- INSTRUCTIONS TO FOLLOW -
Go through the entries below and print each one exactly.

[Stored data entries]
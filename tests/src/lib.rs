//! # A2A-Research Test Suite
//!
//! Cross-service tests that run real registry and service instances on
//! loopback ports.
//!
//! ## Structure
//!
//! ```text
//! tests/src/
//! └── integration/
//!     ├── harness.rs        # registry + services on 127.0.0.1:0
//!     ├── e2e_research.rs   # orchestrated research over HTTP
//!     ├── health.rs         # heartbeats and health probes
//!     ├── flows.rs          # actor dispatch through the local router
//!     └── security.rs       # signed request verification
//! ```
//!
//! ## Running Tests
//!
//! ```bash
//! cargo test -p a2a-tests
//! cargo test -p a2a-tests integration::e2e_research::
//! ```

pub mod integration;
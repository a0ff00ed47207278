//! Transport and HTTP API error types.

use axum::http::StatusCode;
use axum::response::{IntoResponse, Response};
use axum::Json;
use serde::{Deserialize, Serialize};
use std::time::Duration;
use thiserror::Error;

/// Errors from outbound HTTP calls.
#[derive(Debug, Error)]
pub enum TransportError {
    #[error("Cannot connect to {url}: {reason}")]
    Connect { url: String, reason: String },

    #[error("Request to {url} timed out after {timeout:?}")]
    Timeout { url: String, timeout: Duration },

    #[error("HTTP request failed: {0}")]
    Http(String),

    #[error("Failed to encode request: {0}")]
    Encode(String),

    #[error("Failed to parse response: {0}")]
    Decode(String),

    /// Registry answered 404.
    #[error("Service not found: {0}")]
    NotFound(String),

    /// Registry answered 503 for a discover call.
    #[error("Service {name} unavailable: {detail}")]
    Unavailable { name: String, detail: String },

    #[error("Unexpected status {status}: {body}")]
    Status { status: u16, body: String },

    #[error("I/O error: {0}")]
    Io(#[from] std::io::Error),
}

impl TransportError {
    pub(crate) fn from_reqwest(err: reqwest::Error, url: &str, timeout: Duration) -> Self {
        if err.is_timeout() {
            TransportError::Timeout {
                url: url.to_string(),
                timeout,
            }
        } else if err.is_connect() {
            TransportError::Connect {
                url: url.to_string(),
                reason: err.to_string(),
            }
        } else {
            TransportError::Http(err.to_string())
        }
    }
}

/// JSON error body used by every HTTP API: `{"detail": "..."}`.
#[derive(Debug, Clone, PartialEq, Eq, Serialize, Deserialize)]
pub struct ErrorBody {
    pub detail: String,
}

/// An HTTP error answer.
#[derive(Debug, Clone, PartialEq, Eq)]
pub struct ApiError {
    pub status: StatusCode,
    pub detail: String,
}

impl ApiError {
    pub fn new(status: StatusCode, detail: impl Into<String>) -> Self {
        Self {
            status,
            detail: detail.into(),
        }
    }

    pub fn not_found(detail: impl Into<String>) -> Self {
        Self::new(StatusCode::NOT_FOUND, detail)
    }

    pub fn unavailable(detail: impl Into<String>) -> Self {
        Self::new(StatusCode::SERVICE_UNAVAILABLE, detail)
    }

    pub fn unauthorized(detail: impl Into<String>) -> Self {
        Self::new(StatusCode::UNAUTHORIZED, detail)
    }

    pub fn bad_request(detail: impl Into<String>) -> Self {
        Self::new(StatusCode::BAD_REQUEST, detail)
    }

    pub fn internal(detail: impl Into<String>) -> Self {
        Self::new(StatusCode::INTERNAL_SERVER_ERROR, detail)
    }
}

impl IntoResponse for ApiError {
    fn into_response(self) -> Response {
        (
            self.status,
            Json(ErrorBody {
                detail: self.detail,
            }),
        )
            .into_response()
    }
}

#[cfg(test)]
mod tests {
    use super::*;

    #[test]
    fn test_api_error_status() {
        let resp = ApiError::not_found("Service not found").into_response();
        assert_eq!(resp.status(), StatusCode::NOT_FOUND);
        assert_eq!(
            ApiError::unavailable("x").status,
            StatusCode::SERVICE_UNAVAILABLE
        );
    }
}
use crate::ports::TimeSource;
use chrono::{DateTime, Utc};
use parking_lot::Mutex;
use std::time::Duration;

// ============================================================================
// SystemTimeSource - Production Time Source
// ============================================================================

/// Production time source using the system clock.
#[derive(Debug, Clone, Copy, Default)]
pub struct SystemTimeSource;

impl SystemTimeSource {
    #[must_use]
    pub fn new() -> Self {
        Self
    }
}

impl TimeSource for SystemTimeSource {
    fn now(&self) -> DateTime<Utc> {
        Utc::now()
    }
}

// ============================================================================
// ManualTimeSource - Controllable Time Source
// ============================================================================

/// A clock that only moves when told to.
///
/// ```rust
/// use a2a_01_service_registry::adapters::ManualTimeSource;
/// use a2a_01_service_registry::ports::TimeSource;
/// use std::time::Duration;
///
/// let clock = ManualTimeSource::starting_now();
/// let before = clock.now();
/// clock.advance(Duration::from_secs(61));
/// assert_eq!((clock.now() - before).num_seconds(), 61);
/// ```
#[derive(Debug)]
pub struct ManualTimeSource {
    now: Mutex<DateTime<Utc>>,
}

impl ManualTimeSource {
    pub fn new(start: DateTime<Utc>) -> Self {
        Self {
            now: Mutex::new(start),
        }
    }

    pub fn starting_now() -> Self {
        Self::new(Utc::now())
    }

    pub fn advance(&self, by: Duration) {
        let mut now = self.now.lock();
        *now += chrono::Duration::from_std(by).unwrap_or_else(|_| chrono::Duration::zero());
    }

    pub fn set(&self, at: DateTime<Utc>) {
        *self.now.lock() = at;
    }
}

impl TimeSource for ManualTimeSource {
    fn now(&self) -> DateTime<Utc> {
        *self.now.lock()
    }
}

- WRITTEN REPLY -
filename tests/src/lib.rs
//! # A2A-Research Test Suite
//!
//! Cross-service tests that run real registry and service instances on
//! loopback ports.
//!
//! ## Structure
//!
//! ```text
//! tests/src/
//! └── integration/
//!     ├── harness.rs        # registry + services on 127.0.0.1:0
//!     ├── e2e_research.rs   # orchestrated research over HTTP
//!     ├── health.rs         # heartbeats and health probes
//!     ├── flows.rs          # actor dispatch through the local router
//!     └── security.rs       # signed request verification
//! ```
//!
//! ## Running Tests
//!
//! ```bash
//! cargo test -p a2a-tests
//! cargo test -p a2a-tests integration::e2e_research::
//! ```

pub mod integration;
repository a0ff00ed47207278
//! Transport and HTTP API error types.

use axum::http::StatusCode;
use axum::response::{IntoResponse, Response};
use axum::Json;
use serde::{Deserialize, Serialize};
use std::time::Duration;
use thiserror::Error;

/// Errors from outbound HTTP calls.
#[derive(Debug, Error)]
pub enum TransportError {
    #[error("Cannot connect to {url}: {reason}")]
    Connect { url: String, reason: String },

    #[error("Request to {url} timed out after {timeout:?}")]
    Timeout { url: String, timeout: Duration },

    #[error("HTTP request failed: {0}")]
    Http(String),

    #[error("Failed to encode request: {0}")]
    Encode(String),

    #[error("Failed to parse response: {0}")]
    Decode(String),

    /// Registry answered 404.
    #[error("Service not found: {0}")]
    NotFound(String),

    /// Registry answered 503 for a discover call.
    #[error("Service {name} unavailable: {detail}")]
    Unavailable { name: String, detail: String },

    #[error("Unexpected status {status}: {body}")]
    Status { status: u16, body: String },

    #[error("I/O error: {0}")]
    Io(#[from] std::io::Error),
}

impl TransportError {
    pub(crate) fn from_reqwest(err: reqwest::Error, url: &str, timeout: Duration) -> Self {
        if err.is_timeout() {
            TransportError::Timeout {
                url: url.to_string(),
                timeout,
            }
        } else if err.is_connect() {
            TransportError::Connect {
                url: url.to_string(),
                reason: err.to_string(),
            }
        } else {
            TransportError::Http(err.to_string())
        }
    }
}

/// JSON error body used by every HTTP API: `{"detail": "..."}`.
#[derive(Debug, Clone, PartialEq, Eq, Serialize, Deserialize)]
pub struct ErrorBody {
    pub detail: String,
}

/// An HTTP error answer.
#[derive(Debug, Clone, PartialEq, Eq)]
pub struct ApiError {
    pub status: StatusCode,
    pub detail: String,
}

impl ApiError {
    pub fn new(status: StatusCode, detail: impl Into<String>) -> Self {
        Self {
            status,
            detail: detail.into(),
        }
    }

    pub fn not_found(detail: impl Into<String>) -> Self {
        Self::new(StatusCode::NOT_FOUND, detail)
    }

    pub fn unavailable(detail: impl Into<String>) -> Self {
        Self::new(StatusCode::SERVICE_UNAVAILABLE, detail)
    }

    pub fn unauthorized(detail: impl Into<String>) -> Self {
        Self::new(StatusCode::UNAUTHORIZED, detail)
    }

    pub fn bad_request(detail: impl Into<String>) -> Self {
        Self::new(StatusCode::BAD_REQUEST, detail)
    }

    pub fn internal(detail: impl Into<String>) -> Self {
        Self::new(StatusCode::INTERNAL_SERVER_ERROR, detail)
    }
}

impl IntoResponse for ApiError {
    fn into_response(self) -> Response {
        (
            self.status,
            Json(ErrorBody {
                detail: self.detail,
            }),
        )
            .into_response()
    }
}

#[cfg(test)]
mod tests {
    use super::*;

    #[test]
    fn test_api_error_status() {
        let resp = ApiError::not_found("Service not found").into_response();
        assert_eq!(resp.status(), StatusCode::NOT_FOUND);
        assert_eq!(
            ApiError::unavailable("x").status,
            StatusCode::SERVICE_UNAVAILABLE
        );
    }
}
use crate::ports::TimeSource;
use chrono::{DateTime, Utc};
use parking_lot::Mutex;
use std::time::Duration;

// ============================================================================
// SystemTimeSource - Production Time Source
// ============================================================================

/// Production time source using the system clock.
#[derive(Debug, Clone, Copy, Default)]
pub struct SystemTimeSource;

impl SystemTimeSource {
    #[must_use]
    pub fn new() -> Self {
        Self
    }
}

impl TimeSource for SystemTimeSource {
    fn now(&self) -> DateTime<Utc> {
        Utc::now()
    }
}

// ============================================================================
// ManualTimeSource - Controllable Time Source
// ============================================================================

/// A clock that only moves when told to.
///
/// ```rust
/// use a2a_01_service_registry::adapters::ManualTimeSource;
/// use a2a_01_service_registry::ports::TimeSource;
/// use std::time::Duration;
///
/// let clock = ManualTimeSource::starting_now();
/// let before = clock.now();
/// clock.advance(Duration::from_secs(61));
/// assert_eq!((clock.now() - before).num_seconds(), 61);
/// ```
#[derive(Debug)]
pub struct ManualTimeSource {
    now: Mutex<DateTime<Utc>>,
}

impl ManualTimeSource {
    pub fn new(start: DateTime<Utc>) -> Self {
        Self {
            now: Mutex::new(start),
        }
    }

    pub fn starting_now() -> Self {
        Self::new(Utc::now())
    }

    pub fn advance(&self, by: Duration) {
        let mut now = self.now.lock();
        *now += chrono::Duration::from_std(by).unwrap_or_else(|_| chrono::Duration::zero());
    }

    pub fn set(&self, at: DateTime<Utc>) {
        *self.now.lock() = at;
    }
}

impl TimeSource for ManualTimeSource {
    fn now(&self) -> DateTime<Utc> {
        *self.now.lock()
    }
}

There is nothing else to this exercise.